- **Exercise requirements**: Go through the entries below and print, exactly, the lines starting at the one with "if !self.cluster.servers.iter().any(|s| s.role.is_master())" and ending at the one with "in the cluster", keeping both ends and no others.

- **Stored items**:
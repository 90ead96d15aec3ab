use serde::de::{self, Deserializer, Visitor};
use serde::Deserialize;

use crate::backend::ServerRole;
use crate::router::SelectCriteria;

use super::ConfigError;

#[derive(Debug, Clone, Deserialize)]
pub struct Config {
    pub server: ServerConfig,
    pub cluster: ClusterConfig,
    #[serde(default)]
    pub router: RouterConfig,
    #[serde(default)]
    pub masking: MaskingConfig,
    #[serde(default)]
    pub admin: AdminConfig,
}

impl Config {
    pub fn validate(&self) -> Result<(), ConfigError> {
        if self.cluster.servers.is_empty() {
            return Err(ConfigError::Invalid(
                "cluster.servers must list at least one server".into(),
            ));
        }
        if !self.cluster.servers.iter().any(|s| s.role.is_master()) {
            return Err(ConfigError::Invalid(
                "cluster.servers must include a master (or joined) server".into(),
            ));
        }
        Ok(())
    }
}

#[derive(Debug, Clone, Deserialize)]
pub struct ServerConfig {
    pub listen_addr: String,
    #[serde(default = "default_listen_port")]
    pub listen_port: u16,
}

fn default_listen_port() -> u16 {
    3307
}

#[derive(Debug, Clone, Deserialize)]
pub struct ClusterConfig {
    pub user: String,
    #[serde(default)]
    pub password: String,
    pub servers: Vec<ClusterServerConfig>,
}

#[derive(Debug, Clone, Deserialize)]
pub struct ClusterServerConfig {
    pub name: String,
    pub host: String,
    #[serde(default = "default_mysql_port")]
    pub port: u16,
    pub role: ServerRole,
}

fn default_mysql_port() -> u16 {
    3306
}

/// Whether statements touching user variables must run on the master only,
/// or are broadcast so every backend can answer reads of them
#[derive(Debug, Clone, Copy, PartialEq, Eq, Deserialize, Default)]
#[serde(rename_all = "lowercase")]
pub enum SqlVariablesIn {
    #[default]
    Master,
    All,
}

/// How the session reacts to losing its master
#[derive(Debug, Clone, Copy, PartialEq, Eq, Deserialize, Default)]
#[serde(rename_all = "snake_case")]
pub enum MasterFailureMode {
    /// Close the session as soon as the master is lost
    #[default]
    FailInstantly,
    /// Keep serving reads, close on the next write
    FailOnWrite,
    /// Keep the session, answer writes with an error packet
    ErrorOnWrite,
}

impl MasterFailureMode {
    pub fn as_str(&self) -> &'static str {
        match self {
            MasterFailureMode::FailInstantly => "fail_instantly",
            MasterFailureMode::FailOnWrite => "fail_on_write",
            MasterFailureMode::ErrorOnWrite => "error_on_write",
        }
    }
}

/// Slave connection cap: absolute count or percent of the cluster's slaves
#[derive(Debug, Clone, Copy, PartialEq, Eq)]
pub enum MaxSlaveConnections {
    Count(usize),
    Percent(u8),
}

impl MaxSlaveConnections {
    /// Resolve against the number of slaves in the cluster
    pub fn limit(&self, cluster_slaves: usize) -> usize {
        match self {
            MaxSlaveConnections::Count(n) => *n,
            MaxSlaveConnections::Percent(p) => cluster_slaves * (*p as usize) / 100,
        }
    }
}

impl Default for MaxSlaveConnections {
    fn default() -> Self {
        MaxSlaveConnections::Count(1)
    }
}

impl<'de> Deserialize<'de> for MaxSlaveConnections {
    fn deserialize<D>(deserializer: D) -> Result<Self, D::Error>
    where
        D: Deserializer<'de>,
    {
        struct CountOrPercent;

        impl Visitor<'_> for CountOrPercent {
            type Value = MaxSlaveConnections;

            fn expecting(&self, f: &mut std::fmt::Formatter) -> std::fmt::Result {
                f.write_str("an integer count or a percent string like \"50%\"")
            }

            fn visit_u64<E: de::Error>(self, v: u64) -> Result<Self::Value, E> {
                Ok(MaxSlaveConnections::Count(v as usize))
            }

            fn visit_i64<E: de::Error>(self, v: i64) -> Result<Self::Value, E> {
                if v < 0 {
                    return Err(E::custom("max_slave_connections must not be negative"));
                }
                Ok(MaxSlaveConnections::Count(v as usize))
            }

            fn visit_str<E: de::Error>(self, v: &str) -> Result<Self::Value, E> {
                if let Some(percent) = v.trim().strip_suffix('%') {
                    let p: u8 = percent
                        .trim()
                        .parse()
                        .map_err(|_| E::custom("invalid percent value"))?;
                    if p > 100 {
                        return Err(E::custom("percent must be at most 100"));
                    }
                    Ok(MaxSlaveConnections::Percent(p))
                } else {
                    let n: usize = v
                        .trim()
                        .parse()
                        .map_err(|_| E::custom("invalid count value"))?;
                    Ok(MaxSlaveConnections::Count(n))
                }
            }
        }

        deserializer.deserialize_any(CountOrPercent)
    }
}

/// Router session configuration, frozen per session at open time
#[derive(Debug, Clone, Deserialize)]
#[serde(default)]
pub struct RouterConfig {
    pub slave_selection_criteria: SelectCriteria,
    pub max_slave_connections: MaxSlaveConnections,
    /// Seconds; -1 disables the lag filter
    pub max_slave_replication_lag: i64,
    pub use_sql_variables_in: SqlVariablesIn,
    /// 0 keeps the full history
    pub max_sescmd_history: usize,
    pub disable_sescmd_history: bool,
    pub master_accept_reads: bool,
    pub strict_multi_stmt: bool,
    pub master_failure_mode: MasterFailureMode,
    pub retry_failed_reads: bool,
    /// Seconds a backend may sit idle before a ping; 0 disables
    pub connection_keepalive: u64,
}

impl Default for RouterConfig {
    fn default() -> Self {
        Self {
            slave_selection_criteria: SelectCriteria::LeastCurrentOperations,
            max_slave_connections: MaxSlaveConnections::Count(1),
            max_slave_replication_lag: -1,
            use_sql_variables_in: SqlVariablesIn::Master,
            max_sescmd_history: 50,
            disable_sescmd_history: false,
            master_accept_reads: false,
            strict_multi_stmt: true,
            master_failure_mode: MasterFailureMode::FailInstantly,
            retry_failed_reads: true,
            connection_keepalive: 0,
        }
    }
}

#[derive(Debug, Clone, Deserialize, Default)]
pub struct MaskingConfig {
    /// Path to the JSON rules file; masking is off when unset
    #[serde(default)]
    pub rules_path: Option<String>,
}

#[derive(Debug, Clone, Deserialize)]
pub struct AdminConfig {
    #[serde(default = "default_admin_addr")]
    pub listen_addr: String,
    #[serde(default = "default_admin_port")]
    pub listen_port: u16,
}

fn default_admin_addr() -> String {
    "127.0.0.1".to_string()
}

fn default_admin_port() -> u16 {
    8989
}

impl Default for AdminConfig {
    fn default() -> Self {
        Self {
            listen_addr: default_admin_addr(),
            listen_port: default_admin_port(),
        }
    }
}

#[cfg(test)]
mod tests {
    use super::*;

    #[test]
    fn test_full_config_parses() {
        let toml = r#"
            [server]
            listen_addr = "0.0.0.0"
            listen_port = 4006

            [cluster]
            user = "proxy"
            password = "secret"

            [[cluster.servers]]
            name = "db1"
            host = "10.0.0.1"
            role = "master"

            [[cluster.servers]]
            name = "db2"
            host = "10.0.0.2"
            port = 3307
            role = "slave"

            [router]
            slave_selection_criteria = "LEAST_BEHIND_MASTER"
            max_slave_connections = "50%"
            max_slave_replication_lag = 30
            use_sql_variables_in = "all"
            master_failure_mode = "fail_on_write"
            master_accept_reads = true

            [masking]
            rules_path = "/etc/hermes/masking.json"
        "#;

        let config: Config = toml::from_str(toml).unwrap();
        config.validate().unwrap();

        assert_eq!(config.server.listen_port, 4006);
        assert_eq!(config.cluster.servers.len(), 2);
        assert_eq!(config.cluster.servers[1].port, 3307);
        assert_eq!(
            config.router.slave_selection_criteria,
            SelectCriteria::LeastBehindMaster
        );
        assert_eq!(
            config.router.max_slave_connections,
            MaxSlaveConnections::Percent(50)
        );
        assert_eq!(config.router.max_slave_replication_lag, 30);
        assert_eq!(config.router.use_sql_variables_in, SqlVariablesIn::All);
        assert_eq!(
            config.router.master_failure_mode,
            MasterFailureMode::FailOnWrite
        );
        assert!(config.router.master_accept_reads);
        assert!(config.masking.rules_path.is_some());
    }

    #[test]
    fn test_router_defaults() {
        let config = RouterConfig::default();
        assert_eq!(
            config.slave_selection_criteria,
            SelectCriteria::LeastCurrentOperations
        );
        assert_eq!(config.max_slave_connections, MaxSlaveConnections::Count(1));
        assert_eq!(config.max_slave_replication_lag, -1);
        assert_eq!(config.use_sql_variables_in, SqlVariablesIn::Master);
        assert_eq!(
            config.master_failure_mode,
            MasterFailureMode::FailInstantly
        );
        assert!(config.strict_multi_stmt);
        assert!(config.retry_failed_reads);
    }

    #[test]
    fn test_max_slave_connections_forms() {
        #[derive(Deserialize)]
        struct Wrapper {
            value: MaxSlaveConnections,
        }

        let count: Wrapper = toml::from_str("value = 3").unwrap();
        assert_eq!(count.value, MaxSlaveConnections::Count(3));

        let percent: Wrapper = toml::from_str("value = \"25%\"").unwrap();
        assert_eq!(percent.value, MaxSlaveConnections::Percent(25));

        let as_string: Wrapper = toml::from_str("value = \"4\"").unwrap();
        assert_eq!(as_string.value, MaxSlaveConnections::Count(4));

        assert!(toml::from_str::<Wrapper>("value = \"120%\"").is_err());
    }

    #[test]
    fn test_percent_limit_resolution() {
        assert_eq!(MaxSlaveConnections::Percent(50).limit(4), 2);
        assert_eq!(MaxSlaveConnections::Percent(100).limit(3), 3);
        assert_eq!(MaxSlaveConnections::Percent(10).limit(4), 0);
        assert_eq!(MaxSlaveConnections::Count(2).limit(10), 2);
    }

    #[test]
    fn test_masterless_cluster_rejected() {
        let toml = r#"
            [server]
            listen_addr = "0.0.0.0"

            [cluster]
            user = "proxy"

            [[cluster.servers]]
            name = "db1"
            host = "10.0.0.1"
            role = "slave"
        "#;

        let config: Config = toml::from_str(toml).unwrap();
        assert!(config.validate().is_err());
    }

    #[test]
    fn test_joined_satisfies_master_requirement() {
        let toml = r#"
            [server]
            listen_addr = "0.0.0.0"

            [cluster]
            user = "proxy"

            [[cluster.servers]]
            name = "galera1"
            host = "10.0.0.1"
            role = "joined"
        "#;

        let config: Config = toml::from_str(toml).unwrap();
        config.validate().unwrap();
    }
}
use crate::admin::{SessionInfo, SessionRegistration, SessionRegistry};
use crate::backend::{BackendHandle, ConnectionError, ServerInfo};
use crate::classify::{Classification, ClassifyContext, LoadDataState, QueryClassifier, RouteTarget};
use crate::config::{MasterFailureMode, RouterConfig, SqlVariablesIn};
use crate::masking::{MaskPlan, MaskingRules};
use crate::metrics::metrics;
use crate::protocol::{
    is_local_infile_packet, Command, ErrPacket, HandshakeResponse, InitialHandshake, OkPacket,
    Packet, PacketCodec, ReplyState,
};
use crate::sescmd::SessionCommandLog;

use super::selector;

const USERVAR_REJECT_MESSAGE: &str = "SELECT with session data modification is not supported \
     if configuration parameter use_sql_variables_in=all";

/// Everything a session needs from the surrounding service
pub struct SessionContext {
    pub id: u32,
    pub servers: Vec<Arc<ServerInfo>>,
    pub user: String,
    pub password: String,
    pub config: RouterConfig,
    pub masking: Arc<RwLock<Arc<MaskingRules>>>,
    pub registry: Option<Arc<SessionRegistry>>,
    pub client_host: String,
}

/// The single query currently in flight on one backend
struct CurrentQuery {
    packet: Packet,
    can_retry: bool,
    is_write: bool,
}

enum Event {
    Client(Option<Result<Packet, std::io::Error>>),
    Backend {
        idx: usize,
        result: Result<Packet, ConnectionError>,
    },
    KeepaliveTick,
}

pub struct RouterSession {
    id: u32,
    config: RouterConfig,
    servers: Vec<Arc<ServerInfo>>,
    user: String,
    password: String,
    masking: Arc<RwLock<Arc<MaskingRules>>>,
    registry: Option<Arc<SessionRegistry>>,
    registration: Option<SessionRegistration>,
    client_host: String,
    client_user: String,
    client_db: Option<String>,
    client_caps: u32,

    classifier: QueryClassifier,
    backends: Vec<BackendHandle>,
    current_master: Option<usize>,
    /// Sticky routing lock set by strict multi-statement handling
    target_node: Option<usize>,
    in_transaction: bool,
    closed: bool,

    temp_tables: HashSet<String>,
    sescmds: SessionCommandLog,

    load_data_state: LoadDataState,
    load_data_target: Option<usize>,
    load_data_sent: u64,

    expected_responses: usize,
    query_queue: VecDeque<Packet>,
    reference_backend: Option<usize>,
    current_query: Option<CurrentQuery>,
    broadcast_position: Option<u64>,
    broadcast_replies: Vec<(usize, u8)>,
    mask_plan: Option<MaskPlan>,
}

- **Solution below**:
        if !self.cluster.servers.iter().any(|s| s.role.is_master()) {
            return Err(ConfigError::Invalid(
                "cluster.servers must include a master (or joined) server".into(),
            ));
        }
        Ok(())
    }
}

#[derive(Debug, Clone, Deserialize)]
pub struct ServerConfig {
    pub listen_addr: String,
    #[serde(default = "default_listen_port")]
    pub listen_port: u16,
}

fn default_listen_port() -> u16 {
    3307
}

#[derive(Debug, Clone, Deserialize)]
pub struct ClusterConfig {
    pub user: String,
    #[serde(default)]
    pub password: String,
    pub servers: Vec<ClusterServerConfig>,
}

#[derive(Debug, Clone, Deserialize)]
pub struct ClusterServerConfig {
    pub name: String,
    pub host: String,
    #[serde(default = "default_mysql_port")]
    pub port: u16,
    pub role: ServerRole,
}

fn default_mysql_port() -> u16 {
    3306
}

/// Whether statements touching user variables must run on the master only,
/// or are broadcast so every backend can answer reads of them
#[derive(Debug, Clone, Copy, PartialEq, Eq, Deserialize, Default)]
#[serde(rename_all = "lowercase")]
pub enum SqlVariablesIn {
    #[default]
    Master,
    All,
}

/// How the session reacts to losing its master
#[derive(Debug, Clone, Copy, PartialEq, Eq, Deserialize, Default)]
#[serde(rename_all = "snake_case")]
pub enum MasterFailureMode {
    /// Close the session as soon as the master is lost
    #[default]
    FailInstantly,
    /// Keep serving reads, close on the next write
    FailOnWrite,
    /// Keep the session, answer writes with an error packet
    ErrorOnWrite,
}

impl MasterFailureMode {
    pub fn as_str(&self) -> &'static str {
        match self {
            MasterFailureMode::FailInstantly => "fail_instantly",
            MasterFailureMode::FailOnWrite => "fail_on_write",
            MasterFailureMode::ErrorOnWrite => "error_on_write",
        }
    }
}

/// Slave connection cap: absolute count or percent of the cluster's slaves
#[derive(Debug, Clone, Copy, PartialEq, Eq)]
pub enum MaxSlaveConnections {
    Count(usize),
    Percent(u8),
}

impl MaxSlaveConnections {
    /// Resolve against the number of slaves in the cluster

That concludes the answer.